Required work: With every mark kept, transcribe all of the records.

The data:
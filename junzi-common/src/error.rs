//! Common error types for Junzi

use thiserror::Error;

use crate::validation::ValidationReport;

/// Common result type for Junzi operations
pub type Result<T> = std::result::Result<T, Error>;

/// Common error types across the passage store and ingestion tooling
#[derive(Error, Debug)]
pub enum Error {
    /// I/O operation error (wraps std::io::Error)
    #[error("IO error: {0}")]
    Io(#[from] std::io::Error),

    /// Document (de)serialization error
    #[error("JSON error: {0}")]
    Json(#[from] serde_json::Error),

    /// TOML parse error
    #[error("TOML error: {0}")]
    Toml(#[from] toml::de::Error),

    /// Configuration loading or validation error
    #[error("Configuration error: {0}")]
    Config(String),

    /// Requested work or chapter not found
    #[error("Not found: {0}")]
    NotFound(String),

    /// Invalid user input or request parameter
    #[error("Invalid input: {0}")]
    InvalidInput(String),

    /// Work document rejected by the validator; nothing was published
    #[error("Validation failed: {0}")]
    Validation(ValidationReport),

    /// Split parts do not reconstruct the original paragraph
    #[error("Split invariant violated at {path}: {reason}")]
    SplitInvariant { path: String, reason: String },

    /// A split proposal was applied without operator acceptance
    #[error("Review required: {0}")]
    ReviewRequired(String),
}

impl Error {
    /// True when the error is a lookup miss rather than a failure
    pub fn is_not_found(&self) -> bool {
        matches!(self, Error::NotFound(_))
    }
}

Answer to the exercise:
filename junzi-common/src/error.rs
//! Common error types for Junzi

use thiserror::Error;

use crate::validation::ValidationReport;

/// Common result type for Junzi operations
pub type Result<T> = std::result::Result<T, Error>;

/// Common error types across the passage store and ingestion tooling
#[derive(Error, Debug)]
pub enum Error {
    /// I/O operation error (wraps std::io::Error)
    #[error("IO error: {0}")]
    Io(#[from] std::io::Error),

    /// Document (de)serialization error
    #[error("JSON error: {0}")]
    Json(#[from] serde_json::Error),

    /// TOML parse error
    #[error("TOML error: {0}")]
    Toml(#[from] toml::de::Error),

    /// Configuration loading or validation error
    #[error("Configuration error: {0}")]
    Config(String),

    /// Requested work or chapter not found
    #[error("Not found: {0}")]
    NotFound(String),

    /// Invalid user input or request parameter
    #[error("Invalid input: {0}")]
    InvalidInput(String),

    /// Work document rejected by the validator; nothing was published
    #[error("Validation failed: {0}")]
    Validation(ValidationReport),

    /// Split parts do not reconstruct the original paragraph
    #[error("Split invariant violated at {path}: {reason}")]
    SplitInvariant { path: String, reason: String },

    /// A split proposal was applied without operator acceptance
    #[error("Review required: {0}")]
    ReviewRequired(String),
}

impl Error {
    /// True when the error is a lookup miss rather than a failure
    pub fn is_not_found(&self) -> bool {
        matches!(self, Error::NotFound(_))
    }
}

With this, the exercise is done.